Startups and competition – undesirable and evil

Stallman considers starting up (a company) as a completely undesirable thing to do. Early in his career (in 1970s), he had an opinion that it couldn't have given him anything except money. He says,

It would have meant throwing away everything good in my life in exchange for money. What a foolish thing that would have been. It never entered my mind to want that. I liked being free to hack and at MIT I was free to hack. I was a system hacker. My job was to make the system better in whatever way I could think of or that people would suggest to me.

Stallman has nothing against starting a restaurant, or a free software company. However, he thinks that proprietary software startup companies are unjust.

He says, “They make software that tracks people. They make products that they want you to put in your home which communicates constantly with the company's server and they have often a back door through which they can remotely change the software/sabotage the users. If you're wise you'll destroy any of them which you find in your home.”

Stallman considers Uber as horrible because it requires users to identify themselves and tracks them in its database. He doesn’t like the fact that people are required to run a proprietary programme in order to communicate with Uber. He says, "There's an English word called ‘goobers’ which means peanuts. I sometimes call the company (Uber) Guber because it pays the drivers peanuts."

Stallman was happy hacking all the time and didn’t want to get into the competition of pursuing PhD and then becoming an academician. He says,

I don't like or understand competition emotionally. I understand war. I understand fighting an enemy that one must defeat. Competition isn't morally a reason to try to defeat someone. It isn't enough of a reason to consider anyone an adversary.

You may also like - Meet Arun Ganesh, the 29-year-old map man of India


The future and the challenges

According to Stallman, the biggest political problem of today is that businesses have too much power and citizens don't have enough power.

Stallman believes that the future is what we all together will make. However, he understands that there are businesses and their servants that are trying to make the world worse. He also thinks that there are planet roasters that are trying to pump out every last possible drop of oil and heat up the earth to the point that will destroy technological civilisation.

He says, “They are planning to kill you. Before you'll reach your natural life expectancy, things will be getting so bad that you'll probably be killed by them. If you have children which I hope you won’t (because they wouldn't probably live to be even 40), then they are a part of what shaping up to be the biggest mass murder of all human history. Winning a decent future isn't easy when you see how strong the enemies are.”

He suggests that a lot of political campaigns need help. These are the campaigns against fossil fuels, plutocratic government, businesses supremacy treaties, unlimited international trade and also against proprietary software which has become one of the important tools that is used to maintain control over people.

Richard Stallman – digging deeper

Stallman’s role model is Dr Ambedkar. He believes that truth, beauty and justice are things that are important to work for. He says, “I don't do very much for beauty but I work for truth and justice.”
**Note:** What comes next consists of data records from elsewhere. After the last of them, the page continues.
#[tokio::test]
async fn membership_override_grants_product_scoped_rights() {
    let harness = Harness::new().await;
    let reporter = seed_user(&harness.store, "reporter@example.com", Role::Reporter).await;
    let product = harness
        .product_with_members(&[(&reporter, Some(Role::Maintainer))])
        .await;
    let promoted = harness.actor(&reporter).await;
    let bug = harness.file_bug(&promoted, product.id).await;

    let moved = harness
        .bugs
        .transition_status(&promoted, bug.id, BugStatus::InProgress)
        .await;
    assert!(moved.is_ok());

    harness
        .products
        .remove_member(&harness.admin, product.id, reporter.id)
        .await
        .unwrap_or_else(|_| panic!("member should be removed"));
    let outsider = harness.actor(&reporter).await;
    let denied = harness.bugs.get_bug(&outsider, bug.id).await;
    assert!(matches!(denied, Err(AppError::Forbidden(_))));
}
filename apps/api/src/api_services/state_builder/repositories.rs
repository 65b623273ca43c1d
use std::sync::Arc;

use bugzot_application::{
    AttachmentRepository, AuditRepository, BugRepository, CommentRepository, ProductRepository,
    UserRepository,
};
use bugzot_infrastructure::{
    InMemoryStore, PostgresAttachmentRepository, PostgresAuditRepository, PostgresBugRepository,
    PostgresCommentRepository, PostgresProductRepository, PostgresUserRepository,
};
use sqlx::PgPool;

pub(super) struct RepositorySet {
    pub(super) user_repository: Arc<dyn UserRepository>,
    pub(super) product_repository: Arc<dyn ProductRepository>,
    pub(super) bug_repository: Arc<dyn BugRepository>,
    pub(super) comment_repository: Arc<dyn CommentRepository>,
    pub(super) attachment_repository: Arc<dyn AttachmentRepository>,
    pub(super) audit_repository: Arc<dyn AuditRepository>,
}

pub(super) fn build_postgres_repository_set(pool: &PgPool) -> RepositorySet {
    RepositorySet {
        user_repository: Arc::new(PostgresUserRepository::new(pool.clone())),
        product_repository: Arc::new(PostgresProductRepository::new(pool.clone())),
        bug_repository: Arc::new(PostgresBugRepository::new(pool.clone())),
        comment_repository: Arc::new(PostgresCommentRepository::new(pool.clone())),
        attachment_repository: Arc::new(PostgresAttachmentRepository::new(pool.clone())),
        audit_repository: Arc::new(PostgresAuditRepository::new(pool.clone())),
    }
}

/// Every port shares one store so mutations and audit entries stay atomic.
pub(super) fn build_memory_repository_set() -> RepositorySet {
    let store = Arc::new(InMemoryStore::new());

    RepositorySet {
        user_repository: store.clone(),
        product_repository: store.clone(),
        bug_repository: store.clone(),
        comment_repository: store.clone(),
        attachment_repository: store.clone(),
        audit_repository: store,
    }
}
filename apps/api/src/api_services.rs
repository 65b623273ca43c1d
mod database;
mod state_builder;

pub use database::connect_and_migrate;
pub use state_builder::build_app_state;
He used to play Balinese Gamelan music at MIT and before that he took part in international folk dance. He writes song parodies as well.

Looking back, he thinks that there are various things he didn't handle in the best possible way. He says, “I didn't work in the best possible way with the appearance of the kernel Linux. With GNU general public licence, it might have been better if version 2 had said that future versions will automatically be applicable to programmes released under this version.”

When asked about what motivates him, Stallman has a straight forward answer:“What else could I do? Give up?

In short, Stallman defines himself as a “Freedom defender” and leaves the following message for people –

Fight for freedom and don't surrender it to get a little convenience. Don't let them herd you into a position where they have power over you.